The progress toward valuable data exchange among EHRs used in acute and LTC environments has come a long way, but not nearly far enough. Standards are still lacking to translate data between MDS systems and EHRs, and between LTC provider EHRs and acute care EHRs.  Simply having the technology to make data electronic doesn’t necessarily make it valuable for exchange, especially if it’s not easily searchable for the data items the recipient needs. And, just because technology allows data to be exchanged between acute care and LTC providers doesn’t mean it results in a timely exchange of the crucial data.

“Much of the interaction with acute and ambulatory systems has not been all that meaningful,” says AOD’s DeVore. “For example, [some clients say] discharge summaries are not received electronically until three or four days after the resident has already arrived. Others say that much of the data received are essentially just an electronic equivalent of a paper chart and takes too much time to find useful information. If ONC is to achieve its Goal 1 to expand HIT adoption, Goal 2 must be accomplished—advance secure, interoperable health information, especially to advance technical standards. The ONC strategy to ‘expand the ONC HIT Certification program to certify products useful for providers across the care continuum’ depends on the strategy to ‘establish technical…standards’ and ‘promote proven practices.’”

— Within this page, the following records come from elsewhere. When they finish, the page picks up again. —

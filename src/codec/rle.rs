//! DICOM RLE Lossless segment decoding.
//!
//! A frame is one fragment: a 64-byte header (segment count plus 15 offsets,
//! all little-endian u32) followed by PackBits-compressed segments. Each
//! segment holds one byte plane, most significant byte first per sample.

use byteorder::{ByteOrder, LittleEndian};

use crate::error::{Result, ViewerError};

const HEADER_LEN: usize = 64;
const MAX_SEGMENTS: usize = 15;
/// Most output bytes a PackBits segment can yield per input byte (a 2-byte run of 128).
const MAX_RUN_EXPANSION: usize = 64;

/// Decode an RLE fragment into interleaved little-endian sample bytes.
pub fn decode_rle_frame(
    fragment: &[u8],
    pixel_count: usize,
    bytes_per_sample: usize,
    samples_per_pixel: usize,
) -> Result<Vec<u8>> {
    if fragment.len() < HEADER_LEN {
        return Err(ViewerError::CorruptData(format!(
            "RLE fragment of {} bytes is shorter than its header",
            fragment.len()
        )));
    }

    let segment_count = LittleEndian::read_u32(&fragment[0..4]) as usize;
    let expected = bytes_per_sample * samples_per_pixel;
    if segment_count != expected || segment_count > MAX_SEGMENTS {
        return Err(ViewerError::CorruptData(format!(
            "RLE frame has {} segments, expected {}",
            segment_count, expected
        )));
    }

    let mut offsets = [0usize; MAX_SEGMENTS];
    for (i, offset) in offsets.iter_mut().enumerate().take(segment_count) {
        let at = 4 + i * 4;
        *offset = LittleEndian::read_u32(&fragment[at..at + 4]) as usize;
    }

    // validate every segment before sizing buffers from the declared dimensions
    let mut bounds = [(0usize, 0usize); MAX_SEGMENTS];
    for segment in 0..segment_count {
        let start = offsets[segment];
        let end = if segment + 1 < segment_count {
            offsets[segment + 1]
        } else {
            fragment.len()
        };
        if start < HEADER_LEN || start > end || end > fragment.len() {
            return Err(ViewerError::CorruptData(format!(
                "RLE segment {} has invalid bounds {}..{}",
                segment, start, end
            )));
        }
        let capacity = (end - start).saturating_mul(MAX_RUN_EXPANSION);
        if pixel_count > capacity {
            return Err(ViewerError::CorruptData(format!(
                "RLE segment {} holds {} bytes, cannot expand to {} samples",
                segment,
                end - start,
                pixel_count
            )));
        }
        bounds[segment] = (start, end);
    }

    let total = pixel_count
        .checked_mul(expected)
        .ok_or_else(|| ViewerError::CorruptData(format!("RLE frame of {} pixels is too large", pixel_count)))?;
    let mut out = vec![0u8; total];
    let mut plane = Vec::with_capacity(pixel_count);

    for (segment, &(start, end)) in bounds.iter().enumerate().take(segment_count) {
        plane.clear();
        unpack_bits(&fragment[start..end], pixel_count, &mut plane)?;

        let channel = segment / bytes_per_sample;
        // segments run MSB first; output is little-endian
        let byte = bytes_per_sample - 1 - segment % bytes_per_sample;
        for (pixel, &value) in plane.iter().enumerate() {
            out[(pixel * samples_per_pixel + channel) * bytes_per_sample + byte] = value;
        }
    }

    Ok(out)
}

/// PackBits decode until `len` bytes are produced.
fn unpack_bits(data: &[u8], len: usize, out: &mut Vec<u8>) -> Result<()> {
    let mut i = 0;
    while out.len() < len && i < data.len() {
        let n = data[i] as i8;
        i += 1;
        match n {
            0..=127 => {
                let count = n as usize + 1;
                let literal = data.get(i..i + count).ok_or_else(|| {
                    ViewerError::CorruptData("RLE literal run past end of segment".into())
                })?;
                out.extend_from_slice(literal);
                i += count;
            }
            -127..=-1 => {
                let value = *data.get(i).ok_or_else(|| {
                    ViewerError::CorruptData("RLE replicate run past end of segment".into())
                })?;
                out.extend(std::iter::repeat(value).take((1 - n as isize) as usize));
                i += 1;
            }
            // -128 is a no-op
            _ => {}
        }
    }

    if out.len() < len {
        return Err(ViewerError::CorruptData(format!(
            "RLE segment decoded to {} bytes, expected {}",
            out.len(),
            len
        )));
    }
    out.truncate(len);
    Ok(())
}
//! Codec implementations for encoded image frames.
//!
//! This module provides the [`FrameCodec`] trait and implementations for:
//! - DICOM Part-10 (native, RLE Lossless, JPEG Baseline)
//! - Raster images (PNG, JPEG, BMP and the other formats `image` reads)

mod part10;
mod raster;
mod rle;
mod traits;

pub use part10::DicomCodec;
pub use raster::RasterCodec;
pub use rle::decode_rle_frame;
pub use traits::{CodecInfo, FrameCodec};

use crate::error::{Result, ViewerError};
use crate::DecodedFrame;

/// Registry dispatching byte streams to the first codec that claims them.
pub struct CodecRegistry {
    codecs: Vec<Box<dyn FrameCodec>>,
}

impl Default for CodecRegistry {
    fn default() -> Self {
        Self::with_defaults()
    }
}

impl CodecRegistry {
    /// Create a registry with no codecs.
    pub fn empty() -> Self {
        Self { codecs: Vec::new() }
    }

    /// Create a registry with the built-in codecs.
    pub fn with_defaults() -> Self {
        Self::empty()
            .with_codec(Box::new(DicomCodec::new()))
            .with_codec(Box::new(RasterCodec::new()))
    }

    /// Append a codec. Earlier codecs win when several claim a stream.
    pub fn with_codec(mut self, codec: Box<dyn FrameCodec>) -> Self {
        self.codecs.push(codec);
        self
    }

    /// Information about every registered codec.
    pub fn codecs(&self) -> Vec<CodecInfo> {
        self.codecs.iter().map(|c| c.info()).collect()
    }

    /// Find the codec claiming a byte stream.
    pub fn find(&self, bytes: &[u8]) -> Option<&dyn FrameCodec> {
        self.codecs
            .iter()
            .find(|c| c.can_decode(bytes))
            .map(|c| c.as_ref())
    }

    /// Decode a frame with the first matching codec.
    pub fn decode(&self, bytes: &[u8]) -> Result<DecodedFrame> {
        let codec = self.find(bytes).ok_or_else(|| {
            ViewerError::UnsupportedEncoding(format!(
                "No codec recognizes the stream ({} bytes)",
                bytes.len()
            ))
        })?;
        log::trace!("Decoding {} bytes with {}", bytes.len(), codec.info().name);
        codec.decode(bytes)
    }
}
/// Medical Image Viewer
///
/// Decodes DICOM and raster frames, applies window/level and draws AI
/// findings, the same way the interactive viewport does.
#[derive(Parser, Debug)]
#[command(name = "medview")]
#[command(author = "Medical Imaging Team")]
#[command(version)]
#[command(about = "Window, render and export medical image frames")]
#[command(long_about = None)]
pub struct Cli {
    /// Subcommand to execute
    #[command(subcommand)]
    pub command: Commands,

    /// Enable verbose output
    #[arg(short, long, global = true)]
    pub verbose: bool,

    /// Suppress all output except errors
    #[arg(short, long, global = true)]
    pub quiet: bool,

    /// Viewer configuration file (TOML)
    #[arg(long, global = true)]
    pub config: Option<PathBuf>,
}

/// CLI subcommands.
#[derive(Subcommand, Debug)]
pub enum Commands {
    /// Show information about one frame
    Info {
        /// Input frame (DICOM, PNG or JPEG)
        #[arg(short, long)]
        input: PathBuf,
    },

    /// Window one frame and write it as PNG
    Render {
        /// Input frame (DICOM, PNG or JPEG)
        #[arg(short, long)]
        input: PathBuf,

        /// Output PNG path
        #[arg(short, long)]
        output: PathBuf,

        /// Window and invert selection
        #[command(flatten)]
        window: WindowArgs,

        /// Modality used to resolve presets
        #[arg(short, long, value_enum, default_value = "ct")]
        modality: ModalityArg,

        /// Findings JSON to draw over the frame
        #[arg(long, requires = "study")]
        findings: Option<PathBuf>,

        /// Study id to look up in the findings file
        #[arg(long)]
        study: Option<String>,

        /// Series id to look up in the findings file
        #[arg(long)]
        series: Option<String>,

        /// Output pixels per frame pixel
        #[arg(long, default_value = "1.0")]
        scale: f64,
    },

    /// Render every slice of a series from a study manifest or a directory
    Export {
        /// Study manifest (JSON)
        #[arg(short, long, required_unless_present = "dir", conflicts_with = "dir")]
        manifest: Option<PathBuf>,

        /// Directory holding the frames of one series, in natural file name order
        #[arg(short, long)]
        dir: Option<PathBuf>,

        /// Modality of a directory series
        #[arg(long, value_enum, default_value = "ct")]
        modality: ModalityArg,

        /// Study id
        #[arg(long)]
        study: String,

        /// Series id (defaults to the first series)
        #[arg(long)]
        series: Option<String>,

        /// Output directory
        #[arg(short, long)]
        out_dir: PathBuf,

        /// Window and invert selection
        #[command(flatten)]
        window: WindowArgs,

        /// Findings JSON; findings are drawn when given
        #[arg(long)]
        findings: Option<PathBuf>,

        /// Output size in pixels (square)
        #[arg(long, default_value = "512")]
        size: u32,
    },
}

/// Window selection shared by rendering commands.
#[derive(clap::Args, Debug, Clone)]
pub struct WindowArgs {
    /// Window width
    #[arg(long, requires = "center", conflicts_with = "preset")]
    pub width: Option<f64>,

    /// Window center (level)
    #[arg(long, requires = "width")]
    pub center: Option<f64>,

    /// Modality preset id (e.g. brain, bone, lung, inverted)
    #[arg(short, long)]
    pub preset: Option<String>,

    /// Invert the display
    #[arg(long)]
    pub invert: bool,
}

/// Modality argument.
#[derive(ValueEnum, Clone, Copy, Debug)]
pub enum ModalityArg {
    /// Computed tomography
    Ct,
    /// Magnetic resonance
    Mri,
    /// Projection radiography
    Xray,
}

impl From<ModalityArg> for Modality {
    fn from(arg: ModalityArg) -> Self {
        match arg {
            ModalityArg::Ct => Modality::Ct,
            ModalityArg::Mri => Modality::Mri,
            ModalityArg::Xray => Modality::XRay,
        }
    }
}

/// Run the CLI application.
pub fn run(cli: Cli) -> anyhow::Result<()> {
    // Initialize logging
    if cli.verbose {
        env_logger::Builder::from_env(env_logger::Env::default().default_filter_or("debug")).init();
    } else if !cli.quiet {
        env_logger::Builder::from_env(env_logger::Env::default().default_filter_or("info")).init();
    }

    let config = match &cli.config {
        Some(path) => ViewerConfig::load(path).with_context(|| format!("loading {}", path.display()))?,
        None => ViewerConfig::default(),
    };

    match cli.command {
        Commands::Info { input } => run_info(&input, cli.quiet),
        Commands::Render {
            input,
            output,
            window,
            modality,
            findings,
            study,
            series,
            scale,
        } => run_render(RenderJob {
            input,
            output,
            window,
            modality: modality.into(),
            findings,
            study,
            series,
            scale,
            config,
            quiet: cli.quiet,
        }),
        Commands::Export {
            manifest,
            dir,
            modality,
            study,
            series,
            out_dir,
            window,
            findings,
            size,
        } => run_export(ExportJob {
            source: match (manifest, dir) {
                (Some(path), _) => ExportSource::Manifest(path),
                (None, Some(dir)) => ExportSource::Directory {
                    dir,
                    modality: modality.into(),
                },
                (None, None) => bail!("either --manifest or --dir is required"),
            },
            study,
            series,
            out_dir,
            window,
            findings,
            size,
            config,
            quiet: cli.quiet,
        }),
    }
}

fn decode_file(input: &Path) -> anyhow::Result<(FrameDecoder, DecodedFrame)> {
    let decoder = FrameDecoder::new(Arc::new(FsFetcher::new()), 1);
    let frame = decoder
        .decode(&FrameAddress::from_path(input))
        .with_context(|| format!("decoding {}", input.display()))?;
    Ok((decoder, frame))
}

/// Run info command.
fn run_info(input: &Path, quiet: bool) -> anyhow::Result<()> {
    let (decoder, frame) = decode_file(input)?;
    if quiet {
        return Ok(());
    }

    let bytes = std::fs::read(input).with_context(|| format!("reading {}", input.display()))?;
    let codec = decoder
        .registry()
        .find(&bytes)
        .map(|c| c.info().name)
        .unwrap_or("unknown");

    println!("Frame Information");
    println!("=================");
    println!("File: {}", input.display());
    println!("Codec: {}", codec);
    println!();
    println!("Image Properties:");
    println!("  Dimensions: {}x{}", frame.width, frame.height);
    println!("  Samples: {} x {}", frame.samples_per_pixel, frame.samples.kind());
    println!("  Rescale: slope {} intercept {}", frame.rescale_slope, frame.rescale_intercept);
    if let Some((min, max)) = frame.real_range() {
        println!("  Value Range: {} .. {}", min, max);
    }
    if let Some((row, col)) = frame.pixel_spacing {
        println!("  Pixel Spacing: {} x {} mm", row, col);
    }
    if frame.monochrome1 {
        println!("  Photometric: MONOCHROME1");
    }
    match frame.default_window {
        Some(w) => println!("  Default Window: W{} / C{}", w.width, w.center),
        None => {
            let w = initial_window(&frame);
            println!("  Default Window: none (auto W{:.0} / C{:.0})", w.width, w.center);
        }
    }
    Ok(())
}

struct RenderJob {
    input: PathBuf,
    output: PathBuf,
    window: WindowArgs,
    modality: Modality,
    findings: Option<PathBuf>,
    study: Option<String>,
    series: Option<String>,
    scale: f64,
    config: ViewerConfig,
    quiet: bool,
}

/// Resolve explicit width/center or a preset to a window and inversion.
fn resolve_window(args: &WindowArgs, modality: Modality, frame: &DecodedFrame) -> anyhow::Result<(WindowLevel, bool)> {
    let mut invert = args.invert;
    let window = match (args.width, args.center, &args.preset) {
        (Some(width), Some(center), _) => WindowLevel::new(width, center)?,
        (_, _, Some(id)) => {
            if let Some(preset) = modality.window_preset(id) {
                preset.window()
            } else if let Some(view) = modality.view_presets().iter().find(|p| p.id.eq_ignore_ascii_case(id)) {
                invert |= view.invert;
                initial_window(frame)
            } else if modality.sequence_presets().iter().any(|p| p.id.eq_ignore_ascii_case(id)) {
                initial_window(frame)
            } else {
                bail!("no preset '{}' for modality {}", id, modality);
            }
        }
        _ => initial_window(frame),
    };
    Ok((window, invert))
}

/// Run render command.
fn run_render(job: RenderJob) -> anyhow::Result<()> {
    if !(job.scale.is_finite() && job.scale > 0.0) {
        bail!("--scale must be positive");
    }
    let (_, frame) = decode_file(&job.input)?;
    let (window, invert) = resolve_window(&job.window, job.modality, &frame)?;
    let surface = map_to_display(&frame, window, invert)?;

    let annotations = match (&job.findings, &job.study) {
        (Some(path), Some(study)) => StaticFindings::load(path)?.findings_for(study, job.series.as_deref())?,
        _ => Vec::new(),
    };

    let width = ((f64::from(frame.width) * job.scale).round() as u32).max(1);
    let height = ((f64::from(frame.height) * job.scale).round() as u32).max(1);
    let transform = ImageToScreen::uniform(job.scale);
    let style = OverlayStyle {
        point_radius_px: job.config.point_detection_radius_px,
        hit_tolerance_px: job.config.hit_tolerance_px,
        ..Default::default()
    };
    let scene = compose(&annotations, &[], &transform, &style);
    let image = rasterize(&surface, &scene, &transform, width, height);
    image
        .save(&job.output)
        .with_context(|| format!("writing {}", job.output.display()))?;

    if !job.quiet {
        println!(
            "Rendered {} -> {} ({}x{}, W{} / C{}{}, {} findings)",
            job.input.display(),
            job.output.display(),
            width,
            height,
            window.width,
            window.center,
            if invert { ", inverted" } else { "" },
            annotations.len()
        );
        for label in scene.labels() {
            log::debug!("label at ({:.0}, {:.0}): {}", label.anchor.x, label.anchor.y, label.text);
        }
    }
    Ok(())
}
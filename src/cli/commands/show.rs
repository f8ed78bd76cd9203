use crate::config::Config;
use crate::core::report::ReportLogic;
use crate::errors::AppResult;

pub fn handle(cfg: &Config) -> AppResult<()> {
    ReportLogic::print_employees(&cfg.database)
}
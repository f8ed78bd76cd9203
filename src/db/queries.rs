use crate::errors::{AppError, AppResult};
use crate::models::employee::SQLITE_TIMESTAMP_FORMAT;
use crate::models::{ColumnInfo, Employee};
use chrono::NaiveDateTime;
use rusqlite::{Connection, OptionalExtension, Result, Row};

pub fn load_employees(conn: &Connection) -> AppResult<Vec<Employee>> {
    let mut stmt = conn.prepare("SELECT * FROM Employes ORDER BY ID ASC")?;

    let rows = stmt.query_map([], map_row)?;

    let mut out = Vec::new();
    for r in rows {
        out.push(r?);
    }
    Ok(out)
}

pub fn map_row(row: &Row) -> Result<Employee> {
    Ok(Employee {
        id: row.get("ID")?,
        name: row.get("employes")?,
        timesheet_period: row.get("feuille_temps")?,
        schedule: row.get("horaire")?,
        seniority_years: row.get("anciennete")?,
        // DECIMAL has NUMERIC affinity: 22.00 comes back as INTEGER 22.
        hourly_rate: row.get("taux_horaire")?,
        created_at: parse_timestamp(row, "date_creation")?,
        updated_at: parse_timestamp(row, "date_modification")?,
    })
}

fn parse_timestamp(row: &Row, column: &str) -> Result<NaiveDateTime> {
    let raw: String = row.get(column)?;

    NaiveDateTime::parse_from_str(&raw, SQLITE_TIMESTAMP_FORMAT).map_err(|_| {
        rusqlite::Error::FromSqlConversionFailure(
            0,
            rusqlite::types::Type::Text,
            Box::new(AppError::Timestamp(raw.clone())),
        )
    })
}

pub fn load_columns(conn: &Connection) -> AppResult<Vec<ColumnInfo>> {
    let mut stmt = conn.prepare("PRAGMA table_info(Employes)")?;

    let rows = stmt.query_map([], |row| {
        Ok(ColumnInfo {
            cid: row.get(0)?,
            name: row.get(1)?,
            decl_type: row.get(2)?,
            not_null: row.get::<_, i64>(3)? != 0,
            default_value: row.get(4)?,
            primary_key: row.get(5)?,
        })
    })?;

    let mut out = Vec::new();
    for r in rows {
        out.push(r?);
    }
    Ok(out)
}

/// The `CREATE TABLE` statement SQLite stored for `Employes`.
pub fn table_sql(conn: &Connection) -> AppResult<Option<String>> {
    let sql = conn
        .query_row(
            "SELECT sql FROM sqlite_master WHERE type='table' AND name='Employes'",
            [],
            |row| row.get(0),
        )
        .optional()?;
    Ok(sql)
}

pub fn count_employees(conn: &Connection) -> AppResult<i64> {
    let count = conn.query_row("SELECT COUNT(*) FROM Employes", [], |row| row.get(0))?;
    Ok(count)
}

/// User tables, i.e. everything but SQLite's internal `sqlite_%` tables.
pub fn table_names(conn: &Connection) -> AppResult<Vec<String>> {
    let mut stmt = conn.prepare(
        "SELECT name FROM sqlite_master
         WHERE type='table' AND name NOT LIKE 'sqlite_%'
         ORDER BY name ASC",
    )?;

    let names = stmt
        .query_map([], |row| row.get::<_, String>(0))?
        .collect::<Result<Vec<_>>>()?;
    Ok(names)
}
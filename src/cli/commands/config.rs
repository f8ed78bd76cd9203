use crate::cli::parser::Commands;
use crate::config::Config;
use crate::errors::AppResult;

/// Handle the `config` subcommand
pub fn handle(cmd: &Commands, cfg: &Config) -> AppResult<()> {
    if let Commands::Config { print_config, path } = cmd {
        if *path {
            println!("{}", Config::config_file().display());
        }

        if *print_config {
            println!("📄 Configuration actuelle:\n");
            println!("{}", cfg.to_yaml()?);
        }
    }

    Ok(())
}
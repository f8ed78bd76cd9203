// src/export/sql_dump.rs

use crate::errors::AppResult;
use crate::export::{EmployeeExport, notify_export_success};
use crate::ui::messages::info;
use crate::utils::formatting::sql_quote;
use std::fs;
use std::path::Path;

const INSERT_COLUMNS: &str =
    "ID, employes, feuille_temps, horaire, anciennete, taux_horaire, date_creation, date_modification";

/// Build a self-contained script that recreates the table and its rows.
pub(crate) fn render_dump(create_sql: &str, rows: &[EmployeeExport]) -> String {
    let mut out = String::from("BEGIN TRANSACTION;\n");
    out.push_str(create_sql.trim());
    out.push_str(";\n");

    for r in rows {
        out.push_str(&format!(
            "INSERT INTO Employes ({INSERT_COLUMNS}) VALUES ({}, {}, {}, {}, {}, {}, {}, {});\n",
            r.id,
            sql_quote(&r.employes),
            sql_quote(&r.feuille_temps),
            sql_quote(&r.horaire),
            r.anciennete,
            r.taux_horaire,
            sql_quote(&r.date_creation),
            sql_quote(&r.date_modification),
        ));
    }

    out.push_str("COMMIT;\n");
    out
}

pub(crate) fn export_sql(create_sql: &str, rows: &[EmployeeExport], path: &Path) -> AppResult<()> {
    info(format!("Export SQL vers: {}", path.display()));

    fs::write(path, render_dump(create_sql, rows))?;

    notify_export_success("SQL", path);
    Ok(())
}
// src/export/model.rs

use crate::models::Employee;
use crate::models::employee::SQLITE_TIMESTAMP_FORMAT;
use serde::Serialize;

/// Flat record written by the CSV and JSON exporters.
/// Field names match the SQL columns so files re-import cleanly.
#[derive(Serialize, Clone, Debug)]
pub struct EmployeeExport {
    #[serde(rename = "ID")]
    pub id: i64,
    pub employes: String,
    pub feuille_temps: String,
    pub horaire: String,
    pub anciennete: i64,
    pub taux_horaire: String,
    pub date_creation: String,
    pub date_modification: String,
}

impl From<&Employee> for EmployeeExport {
    fn from(e: &Employee) -> Self {
        Self {
            id: e.id,
            employes: e.name.clone(),
            feuille_temps: e.timesheet_period.clone(),
            horaire: e.schedule.clone(),
            anciennete: e.seniority_years,
            taux_horaire: e.rate_display(),
            date_creation: e.created_at.format(SQLITE_TIMESTAMP_FORMAT).to_string(),
            date_modification: e.updated_at.format(SQLITE_TIMESTAMP_FORMAT).to_string(),
        }
    }
}
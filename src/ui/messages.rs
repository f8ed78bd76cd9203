use std::fmt;

/// ANSI colors
const RESET: &str = "\x1b[0m";
const BOLD: &str = "\x1b[1m";

const FG_BLUE: &str = "\x1b[34m";
const FG_GREEN: &str = "\x1b[32m";
const FG_YELLOW: &str = "\x1b[33m";
const FG_RED: &str = "\x1b[31m";

/// Icons
const ICON_INFO: &str = "ℹ️";
const ICON_OK: &str = "✅";
const ICON_WARN: &str = "⚠️";
const ICON_ERR: &str = "❌";

pub fn info<T: fmt::Display>(msg: T) {
    println!("{}{}{} {}{}", FG_BLUE, BOLD, ICON_INFO, RESET, msg);
}

pub fn success<T: fmt::Display>(msg: T) {
    println!("{}{}{} {}{}", FG_GREEN, BOLD, ICON_OK, RESET, msg);
}

pub fn warning<T: fmt::Display>(msg: T) {
    println!("{}{}{} {}{}", FG_YELLOW, BOLD, ICON_WARN, RESET, msg);
}

/// Failure notice on stdout (the create flow never writes to stderr).
pub fn failure<T: fmt::Display>(msg: T) {
    println!("{}{}{} {}{}", FG_RED, BOLD, ICON_ERR, RESET, msg);
}

pub fn error<T: fmt::Display>(msg: T) {
    eprintln!("{}{}{} {}{}", FG_RED, BOLD, ICON_ERR, RESET, msg);
}

/// Title followed by a rule of `=` as wide as `width`.
pub fn header<T: fmt::Display>(msg: T, width: usize) {
    println!("{}{}{}", BOLD, msg, RESET);
    println!("{}", "=".repeat(width));
}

None of these issues is new to the Long-Term and Post-Acute Care Health IT Collaborative. Its members produce a detailed work plan each year to determine what goals need to happen next to move LTC’s EHR interoperability and data exchange forward across the entire care continuum. Its most recent work plan, released in June, identified cross-site connectivity as its primary focus for 2015.

THE NEXT STUFF IS HERE

Everybody’s already on the wireless and remote resident-monitoring bandwagons, yet few providers have found ways to harness those data for cross-continuum use. The explosion of wireless and wearable technology (see sidebar) has blown open the barn door for providers, who now have a way to see what has always been hidden: A glimpse at what’s going on with a resident’s health when not in front of the doctor or nurse. The ones who can capture those data and find a good way to use them will be winners, many say.

Data analytics is affecting both clinical quality and business strategy, says Coral Lindahl, RN-BC, CLNC, PointClickCare coordinator at Ebenezer Ridges Care Center in Burnsville, Minn. “Some organizations are going to have to recognize that they need nurse informatics. The data analytics you can get right now with cloud-based and virtual servers and EHRs is just invaluable. If you can see where the chronic issues are going to be, you can shift resources, do earlier interventions and save dollars. More importantly, it allows care to become more person-centric.”

So, where are your EHR data, and how are you capturing them? Is your data really about who you are or the census you want to uphold—or who you could become in the future? For LTC providers, doing what you’ve always done for the past 20 years is not a valid solution anymore, Derr says. “The real question is, are you going to be a standby player in these new healthcare models, or are you going to become a real partner? Are you going to sit back and wait for someone to send you a resident referral? What role will you play in this new world?”